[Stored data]
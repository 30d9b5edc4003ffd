//! Persistence store layer
//!
//! Trait-based abstraction over the backends: PostgreSQL for deployments and
//! an in-process store for tests and local trials.

pub mod factory;
pub mod memory;
pub mod traits;

pub use factory::{create_stores, Stores};
pub use memory::{MemoryStore, StoreState};
pub use traits::{DatasetStore, LockStore, NotificationQuery, NotificationStore, UnitOfWork};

▸ EXERCISE
Across all the records above, count the lines that contain "traits" and reply with only the number.

▸ FINAL ANSWER
2